She Who Dares | Using human language to give your business the edge

The simple secret to help your business stand out among the communication chatter


Using human language to give your business the edge

By Copywriter and Author Sarah Townsend


Business writing doesn’t need to be formal or stuffy – and it should never be boring!

But something happens when we’re faced with a blank screen and a burning need to communicate with our clients and customers… We turn into Apprentice candidates and start spouting words we’d never use in real life.

?  “Please do not hesitate to contact myself, should you require any further information”

?  “We would like to apologise for any inconvenience caused”

?  “We would be delighted to assist you in this matter”

Headshot of copywriter Sarah Townsend smiling with arms crossed, talking about how to use human language to give your business the edge
Copywriter Sarah Townsend


This is robot language: a blend of corporate speak, jargon and business bullsh*t.

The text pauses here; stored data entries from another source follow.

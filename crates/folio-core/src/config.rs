use figment::{
    providers::{Env, Format, Toml},
    Figment,
};
use serde::{Deserialize, Serialize};
use std::env;
use std::path::{Path, PathBuf};
use std::time::Duration;

use crate::error::{Error, Result};
use crate::sink::RetryPolicy;
use crate::types::{ChunkLimits, StripMode};

pub struct Config {
    figment: Figment,
}

impl Config {
    /// `config.toml` in the working directory, its environment overlay and `APP_*` variables.
    pub fn load() -> Result<Self> {
        Self::load_from(Path::new("config.toml"))
    }

    /// Like [`Config::load`] but rooted at `path`; the environment overlay is
    /// looked up next to it (`config.dev.toml` for `config.toml`).
    pub fn load_from(path: &Path) -> Result<Self> {
        let env_name = env::var("RUST_ENV").unwrap_or_else(|_| "dev".to_string());

        let mut figment = Figment::new().merge(Toml::file(path));
        let overlay = match env_name.as_str() {
            "dev" | "development" => Some("dev"),
            "prod" | "production" => Some("prod"),
            "test" | "testing" => Some("test"),
            _ => None,
        };
        if let Some(suffix) = overlay {
            figment = figment.merge(Toml::file(overlay_path(path, suffix)));
        }
        figment = figment.merge(Env::prefixed("APP_").split("__"));

        Ok(Self::from_figment(figment))
    }

    pub fn from_figment(figment: Figment) -> Self {
        Self { figment }
    }

    pub fn get<T>(&self, key: &str) -> Result<T>
    where
        T: serde::de::DeserializeOwned,
    {
        self.figment
            .extract_inner(key)
            .map_err(|e| Error::InvalidConfig(format!("Failed to get '{key}': {e}")))
    }

    /// Typed settings with defaults for every missing key, validated.
    pub fn settings(&self) -> Result<Settings> {
        let settings: Settings = self
            .figment
            .extract()
            .map_err(|e| Error::InvalidConfig(e.to_string()))?;
        settings.validate()?;
        Ok(settings)
    }
}

fn overlay_path(path: &Path, suffix: &str) -> PathBuf {
    let stem = path.file_stem().and_then(|s| s.to_str()).unwrap_or("config");
    path.with_file_name(format!("{stem}.{suffix}.toml"))
}

#[derive(Debug, Clone, PartialEq, Serialize, Deserialize)]
#[serde(default)]
pub struct Settings {
    /// Worker pool size.
    pub concurrency: usize,
    /// Root of the document tree walked in directory mode.
    pub volume: PathBuf,
    /// Chunks per bulk write.
    pub batch_size: usize,
    pub chunk: ChunkLimits,
    pub filters: Filters,
    pub broken_docx_mode: bool,
    pub pdf_mode: bool,
    pub epub_mode: bool,
    pub genres_map: Option<PathBuf>,
    pub folders_map: Option<PathBuf>,
    pub index_dir: PathBuf,
    pub log_file: PathBuf,
    pub duplicates_report: PathBuf,
    pub storage: StorageSettings,
}

impl Default for Settings {
    fn default() -> Self {
        Self {
            concurrency: 12,
            volume: PathBuf::from("./volume"),
            batch_size: 3000,
            chunk: ChunkLimits::default(),
            filters: Filters::default(),
            broken_docx_mode: false,
            pdf_mode: true,
            epub_mode: true,
            genres_map: None,
            folders_map: None,
            index_dir: PathBuf::from("./index"),
            log_file: PathBuf::from("./parser_errors.log"),
            duplicates_report: PathBuf::from("./duplicates.txt"),
            storage: StorageSettings::default(),
        }
    }
}

#[derive(Debug, Clone, Copy, PartialEq, Eq, Default, Serialize, Deserialize)]
#[serde(default)]
pub struct Filters {
    pub base64: StripMode,
}

#[derive(Debug, Clone, Copy, PartialEq, Eq, Serialize, Deserialize)]
#[serde(default)]
pub struct StorageSettings {
    pub max_attempts: u32,
    pub retry_delay_ms: u64,
    pub writer_heap_bytes: usize,
}

impl Default for StorageSettings {
    fn default() -> Self {
        Self { max_attempts: 1000, retry_delay_ms: 100, writer_heap_bytes: 50_000_000 }
    }
}

impl StorageSettings {
    pub fn retry_policy(&self) -> RetryPolicy {
        RetryPolicy::new(self.max_attempts, Duration::from_millis(self.retry_delay_ms))
    }
}

impl Settings {
    pub fn validate(&self) -> Result<()> {
        self.chunk.validate()?;
        if self.concurrency == 0 {
            return Err(Error::InvalidConfig("concurrency must be at least 1".into()));
        }
        if self.batch_size == 0 {
            return Err(Error::InvalidConfig("batch_size must be at least 1".into()));
        }
        if self.storage.max_attempts == 0 {
            return Err(Error::InvalidConfig("storage.max_attempts must be at least 1".into()));
        }
        Ok(())
    }

    /// Expand `~`/`${VAR}` in every path and anchor relative ones at `base`.
    pub fn resolve_paths(mut self, base: &Path) -> Self {
        let resolve = |p: &Path| resolve_with_base(base, p.to_string_lossy());
        self.volume = resolve(&self.volume);
        self.index_dir = resolve(&self.index_dir);
        self.log_file = resolve(&self.log_file);
        self.duplicates_report = resolve(&self.duplicates_report);
        self.genres_map = self.genres_map.as_deref().map(resolve);
        self.folders_map = self.folders_map.as_deref().map(resolve);
        self
    }
}

/// Expand a user-provided path string:
/// - Expands leading '~' to the user's home directory
/// - Expands ${VAR} and $VAR environment variables
/// - Returns a PathBuf without attempting to canonicalize
pub fn expand_path<S: AsRef<str>>(input: S) -> PathBuf {
    let s = input.as_ref();
    let expanded_env = shellexpand::env(s).unwrap_or(std::borrow::Cow::Borrowed(s));
    let expanded = shellexpand::tilde(&expanded_env);
    PathBuf::from(expanded.as_ref())
}

/// Resolve a possibly relative path against `base` after expansion.
pub fn resolve_with_base<S: AsRef<str>>(base: &Path, p: S) -> PathBuf {
    let p = expand_path(p);
    if p.is_absolute() { p } else { base.join(p) }
}

#[cfg(test)]
mod tests {
    use super::*;

    fn from_toml(text: &str) -> Config {
        Config::from_figment(Figment::from(Toml::string(text)))
    }

    #[test]
    fn empty_config_yields_defaults() {
        let settings = from_toml("").settings().unwrap();
        assert_eq!(settings, Settings::default());
        assert_eq!(settings.chunk, ChunkLimits { min: 300, optimal: 1800, max: 3500 });
        assert_eq!(settings.concurrency, 12);
        assert_eq!(settings.batch_size, 3000);
    }

    #[test]
    fn partial_tables_keep_other_defaults() {
        let settings = from_toml(
            r#"
            concurrency = 4
            [chunk]
            max = 4000
            [filters]
            base64 = "recursive"
            "#,
        )
        .settings()
        .unwrap();
        assert_eq!(settings.concurrency, 4);
        assert_eq!(settings.chunk, ChunkLimits { min: 300, optimal: 1800, max: 4000 });
        assert_eq!(settings.filters.base64, StripMode::Recursive);
        assert!(settings.pdf_mode);
    }

    #[test]
    fn inconsistent_limits_are_rejected() {
        let err = from_toml("[chunk]\nmin = 2000").settings().unwrap_err();
        assert!(matches!(err, Error::InvalidConfig(_)));
        assert!(from_toml("concurrency = 0").settings().is_err());
        assert!(from_toml("batch_size = 0").settings().is_err());
        assert!(from_toml("[storage]\nmax_attempts = 0").settings().is_err());
    }

    #[test]
    fn get_reads_nested_keys() {
        let config = from_toml("[storage]\nretry_delay_ms = 5");
        let delay: u64 = config.get("storage.retry_delay_ms").unwrap();
        assert_eq!(delay, 5);
        assert!(config.get::<u64>("storage.missing").is_err());
    }

    #[test]
    fn relative_paths_resolve_against_base() {
        let base = Path::new("/srv/folio");
        let settings = Settings {
            genres_map: Some(PathBuf::from("maps/genres.csv")),
            log_file: PathBuf::from("/var/log/folio.log"),
            ..Settings::default()
        }
        .resolve_paths(base);
        assert_eq!(settings.index_dir, base.join("./index"));
        assert_eq!(settings.genres_map, Some(base.join("maps/genres.csv")));
        assert_eq!(settings.log_file, PathBuf::from("/var/log/folio.log"));
    }

    #[test]
    fn overlay_sits_next_to_base_file() {
        assert_eq!(
            overlay_path(Path::new("/etc/folio/config.toml"), "prod"),
            PathBuf::from("/etc/folio/config.prod.toml")
        );
    }
}
//! Filename → bibliographic record.
//!
//! File names follow `<genre>_<author> — <title>`; the author segment may be
//! empty. Anything else becomes a title-only record whose genre is taken from
//! the containing folder.
use std::path::Path;
use std::sync::OnceLock;

use regex::Regex;
use uuid::Uuid;

use crate::lookup::LookupTables;
use crate::types::BibliographicRecord;

fn filename_pattern() -> &'static Regex {
    static PATTERN: OnceLock<Regex> = OnceLock::new();
    PATTERN.get_or_init(|| {
        Regex::new(r"^([^_]+)_([^—]*) — (.+)$").unwrap_or_else(|e| panic!("filename pattern: {e}"))
    })
}

/// Split `name` into stem and lowercase extension (without the dot).
pub fn split_extension(name: &str) -> (&str, String) {
    match name.rfind('.') {
        Some(pos) if pos > 0 => (&name[..pos], name[pos + 1..].to_lowercase()),
        _ => (name, String::new()),
    }
}

/// Best-effort record for `source_name` found in folder `folder`.
///
/// Never fails; callers that need a title must check `title.is_empty()`.
pub fn extract_record(source_name: &str, folder: &str, tables: &LookupTables) -> BibliographicRecord {
    let (stem, _) = split_extension(source_name);
    let folder = tables.folder(folder).to_string();

    let (genre, author, title) = match filename_pattern().captures(stem) {
        Some(caps) => {
            let raw_genre = caps.get(1).map_or("", |m| m.as_str());
            let genre = tables
                .genre(raw_genre)
                .map_or_else(|| raw_genre.trim().to_string(), str::to_string);
            let author = caps.get(2).map_or("", |m| m.as_str()).trim().to_string();
            let title = caps.get(3).map_or("", |m| m.as_str()).trim().to_string();
            (genre, author, title)
        }
        None => (String::new(), String::new(), stem.trim().to_string()),
    };

    let genre = if genre.is_empty() { folder.clone() } else { genre };

    BibliographicRecord {
        source_id: Uuid::new_v4(),
        source_name: source_name.to_string(),
        genre,
        author,
        title,
        folder,
    }
}

/// Name of the directory directly containing `path`, or an empty string.
pub fn folder_of(path: &Path) -> String {
    path.parent()
        .and_then(Path::file_name)
        .map(|n| n.to_string_lossy().into_owned())
        .unwrap_or_default()
}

The trouble with robot language is that it forces a distance between you and your reader, instead of creating the connection, empathy and trust needed to turn casual browsers into paying clients.

Remember – your words aren’t read by businesses or brands. They’re read by humans – which is why human language is the simple secret to help your business stand out among the communication chatter.


Why is human language so important?

No matter what business you’re in – whether you consider yourself to be B2B or B2C – you’re a person trying to help another person. 

Human to human (H2H) if you like.

If you want your brand to be memorable and successful, your writing needs to be engaging – to make your reader feel – and writing like a robot has the opposite effect.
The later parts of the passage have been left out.